Why was my grandfather killed?
“Remember, Saburo: tend the orchard of your mind.”
Kyosuke’s words and teachings on the art of thinking are just distant memories.
And yet, young Jinguji Saburo who is alone in the world, takes up the gauntlet for himself and for his late grandfather!
Introduction
Alternate Jake Hunter: DAEDALUS The Awakening of Golden Jazz, is a mystery visual novel, where you play as Saburo Jinguji, who has returned to New York, where he spent his childhood summers, to pay his respects to his recently murdered grandfather, Private Detective Kyosuke Jinguchi. This leads to Saburo being sucked into a larger mystery which will put himself and others in danger. Will Saburo triumph in his investigative efforts, or will he be left feeling like he overlooked a key clue? Read on to find out in this Rapid Review.
Gameplay
The gameplay in AJH is standard mystery visual novel fair. The game is presented to you through a series of dialogue boxes and small conversation trees. In addition to this, you are also given the ability to look around the environment, albeit in a limited 360-degree rotation — no moving around the environment in this game. As you rotate around the environment, elements of the world that you can investigate will become highlighted, allowing you to take a closer look. Not all of the items will be relevant to your investigation, but it doesn’t hurt to have a look around. If you find yourself struggling, you can hit the Y button to more drastically highlight some things and draw your attention to previously unseen hints.

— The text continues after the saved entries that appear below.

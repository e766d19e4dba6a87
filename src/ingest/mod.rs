//! Data ingestion: CSV loading, column normalization, BLACKOUT tagging.
//!
//! Reads the CETP inlet export and the per-factory discharge CSVs into typed
//! rows. Responsibilities:
//!
//! 1. Rename raw MPCB column headers to canonical short names.
//! 2. Parse numeric columns tolerantly — blank and "NA" markers become null,
//!    never an error.
//! 3. Tag each factory row NORMAL (numeric COD) or BLACKOUT (null COD).
//! 4. Preserve insertion order per source file (files read in name order).
//!
//! The full factory stream (BLACKOUT rows included) feeds anti-cheat; the
//! numeric-only clean stream feeds the scored path and the backtrack index.

mod source;

pub use source::{RecordSource, ReplaySource, SourceEvent};

use std::collections::HashMap;
use std::path::{Path, PathBuf};

use thiserror::Error;
use tracing::{debug, info};

use crate::types::{CetpRow, FactoryRow, RowStatus};

/// Errors raised while loading input directories.
#[derive(Debug, Error)]
pub enum IngestError {
    #[error("input directory not found: {0}")]
    MissingDirectory(PathBuf),

    #[error("no CSV files found in {0}")]
    EmptyDirectory(PathBuf),

    #[error("IO error reading {path}: {source}")]
    Io {
        path: PathBuf,
        source: std::io::Error,
    },

    #[error("CSV error in {path}: {source}")]
    Csv { path: PathBuf, source: csv::Error },
}

// ============================================================================
// Column name mapping (long MPCB names → short internal names)
// ============================================================================

/// Maps a raw CSV header to its canonical field name. Already-canonical
/// headers map to themselves so re-exported files round-trip.
fn cetp_column_map() -> HashMap<&'static str, &'static str> {
    HashMap::from([
        ("S. No", "s_no"),
        ("Time", "time"),
        ("CETP_INLET-COD - (mg/l) Raw", "cetp_inlet_cod"),
        ("CETP_INLET-BOD - (mg/l) Raw", "cetp_inlet_bod"),
        ("CETP_INLET-pH - (pH) Raw", "cetp_inlet_ph"),
        ("CETP_INLET-TSS - (mg/l) Raw", "cetp_inlet_tss"),
        ("CETP_OUTLET-COD - (mg/l) Raw", "cetp_outlet_cod"),
        ("CETP_OUTLET-BOD - (mg/l) Raw", "cetp_outlet_bod"),
        ("CETP_OUTLET-pH - (pH) Raw", "cetp_outlet_ph"),
        ("CETP_OUTLET-TSS - (mg/l) Raw", "cetp_outlet_tss"),
    ])
}

fn factory_column_map() -> HashMap<&'static str, &'static str> {
    HashMap::from([
        ("S. No", "s_no"),
        ("Time", "time"),
        ("factory_id", "factory_id"),
        ("COD - (mg/l) Raw", "cod"),
        ("BOD - (mg/l) Raw", "bod"),
        ("pH - (pH) Raw", "ph"),
        ("TSS - (mg/l) Raw", "tss"),
    ])
}

/// Resolve a header to its canonical name: mapped if known, lower-cased
/// as-is otherwise (covers files already written with canonical headers).
fn canonicalize(header: &str, map: &HashMap<&'static str, &'static str>) -> String {
    map.get(header.trim())
        .map_or_else(|| header.trim().to_lowercase(), |c| (*c).to_string())
}

// ============================================================================
// Tolerant field parsing
// ============================================================================

/// Parse a numeric field, treating blank and "NA" markers (and any other
/// unparseable content) as null. Rows never fail on a bad numeric cell.
fn parse_optional_f64(raw: &str) -> Option<f64> {
    let trimmed = raw.trim();
    if trimmed.is_empty() || trimmed.eq_ignore_ascii_case("na") {
        return None;
    }
    trimmed.parse().ok()
}

fn parse_s_no(raw: &str, fallback: u64) -> u64 {
    raw.trim().parse().unwrap_or(fallback)
}

// ============================================================================
// Directory listing
// ============================================================================

/// List CSV files in a directory matching an optional filename prefix,
/// sorted by name so replay order is deterministic.
fn list_csv_files(dir: &Path, prefix: Option<&str>) -> Result<Vec<PathBuf>, IngestError> {
    if !dir.is_dir() {
        return Err(IngestError::MissingDirectory(dir.to_path_buf()));
    }
    let entries = std::fs::read_dir(dir).map_err(|source| IngestError::Io {
        path: dir.to_path_buf(),
        source,
    })?;
    let mut files: Vec<PathBuf> = entries
        .filter_map(std::result::Result::ok)
        .map(|e| e.path())
        .filter(|p| p.extension().and_then(|e| e.to_str()) == Some("csv"))
        .filter(|p| {
            prefix.map_or(true, |pre| {
                p.file_name()
                    .and_then(|n| n.to_str())
                    .is_some_and(|n| n.starts_with(pre))
            })
        })
        .collect();
    files.sort();
    if files.is_empty() {
        return Err(IngestError::EmptyDirectory(dir.to_path_buf()));
    }
    Ok(files)
}

// ============================================================================
// CETP loader
// ============================================================================

/// Load all CETP CSVs in a directory into rows, preserving file order.
///
/// Every row is returned, null inlet COD included — the tripwire only sees
/// numeric readings, but outlet columns stay available to future consumers.
pub fn load_cetp_rows(cetp_dir: &Path) -> Result<Vec<CetpRow>, IngestError> {
    let map = cetp_column_map();
    let mut rows = Vec::new();

    for path in list_csv_files(cetp_dir, None)? {
        let mut reader = open_reader(&path)?;
        let columns = header_positions(&mut reader, &map, &path)?;
        for (line, record) in reader.records().enumerate() {
            let record = record.map_err(|source| IngestError::Csv {
                path: path.clone(),
                source,
            })?;
            let field = |name: &str| columns.get(name).and_then(|&i| record.get(i)).unwrap_or("");
            rows.push(CetpRow {
                s_no: parse_s_no(field("s_no"), line as u64 + 1),
                time: field("time").trim().to_string(),
                cetp_inlet_cod: parse_optional_f64(field("cetp_inlet_cod")),
                cetp_inlet_bod: parse_optional_f64(field("cetp_inlet_bod")),
                cetp_inlet_ph: parse_optional_f64(field("cetp_inlet_ph")),
                cetp_inlet_tss: parse_optional_f64(field("cetp_inlet_tss")),
                cetp_outlet_cod: parse_optional_f64(field("cetp_outlet_cod")),
                cetp_outlet_bod: parse_optional_f64(field("cetp_outlet_bod")),
                cetp_outlet_ph: parse_optional_f64(field("cetp_outlet_ph")),
                cetp_outlet_tss: parse_optional_f64(field("cetp_outlet_tss")),
            });
        }
        debug!("loaded CETP file {}", path.display());
    }

    info!("CETP ingest: {} rows from {}", rows.len(), cetp_dir.display());
    Ok(rows)
}

// ============================================================================
// Factory loader
// ============================================================================

/// Load all `factory_*.csv` files into a unified tagged row stream.
///
/// BLACKOUT rows are *not* dropped — they flow to the anti-cheat detectors.
/// Use [`clean_factory_rows`] for the numeric-only view.
pub fn load_factory_rows(factory_dir: &Path) -> Result<Vec<FactoryRow>, IngestError> {
    let map = factory_column_map();
    let mut rows = Vec::new();

    for path in list_csv_files(factory_dir, Some("factory_"))? {
        let mut reader = open_reader(&path)?;
        let columns = header_positions(&mut reader, &map, &path)?;
        for (line, record) in reader.records().enumerate() {
            let record = record.map_err(|source| IngestError::Csv {
                path: path.clone(),
                source,
            })?;
            let field = |name: &str| columns.get(name).and_then(|&i| record.get(i)).unwrap_or("");
            let cod = parse_optional_f64(field("cod"));
            rows.push(FactoryRow {
                s_no: parse_s_no(field("s_no"), line as u64 + 1),
                time: field("time").trim().to_string(),
                factory_id: field("factory_id").trim().to_string(),
                cod,
                bod: parse_optional_f64(field("bod")),
                ph: parse_optional_f64(field("ph")),
                tss: parse_optional_f64(field("tss")),
                status: if cod.is_some() {
                    RowStatus::Normal
                } else {
                    RowStatus::Blackout
                },
            });
        }
        debug!("loaded factory file {}", path.display());
    }

    info!(
        "factory ingest: {} rows from {}",
        rows.len(),
        factory_dir.display()
    );
    Ok(rows)
}

/// Numeric-only view of a factory row set: BLACKOUT rows removed.
pub fn clean_factory_rows(rows: &[FactoryRow]) -> Vec<FactoryRow> {
    rows.iter()
        .filter(|r| r.status == RowStatus::Normal)
        .cloned()
        .collect()
}

// ============================================================================
// CSV plumbing
// ============================================================================

fn open_reader(path: &Path) -> Result<csv::Reader<std::fs::File>, IngestError> {
    csv::ReaderBuilder::new()
        .has_headers(true)
        .trim(csv::Trim::All)
        .flexible(true)
        .from_path(path)
        .map_err(|source| IngestError::Csv {
            path: path.to_path_buf(),
            source,
        })
}

/// Map canonical field names to their column index in this file's header.
fn header_positions(
    reader: &mut csv::Reader<std::fs::File>,
    map: &HashMap<&'static str, &'static str>,
    path: &Path,
) -> Result<HashMap<String, usize>, IngestError> {
    let headers = reader.headers().map_err(|source| IngestError::Csv {
        path: path.to_path_buf(),
        source,
    })?;
    Ok(headers
        .iter()
        .enumerate()
        .map(|(i, h)| (canonicalize(h, map), i))
        .collect())
}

As you investigate the environments, you will gain information and clues to help you solve the mystery. Some of these clues will prompt you to speak with another character who may be able to provide some additional context and move your investigation along. These conversation prompts can generally be tackled in any order, and some may unlock more conversations. None of the conversations are overly long either, paired with being on the Switch, and this makes it an easy game to pick up and put down.
The investigation mechanic is what I would call functional. When you investigate an item, it will usually bring you in for a closer look, wherein you will use your cursor to highlight specific areas of the item to get more context. Sometimes these areas can be in the far reaches of the screen and covered by UI elements, so you may not think to search there.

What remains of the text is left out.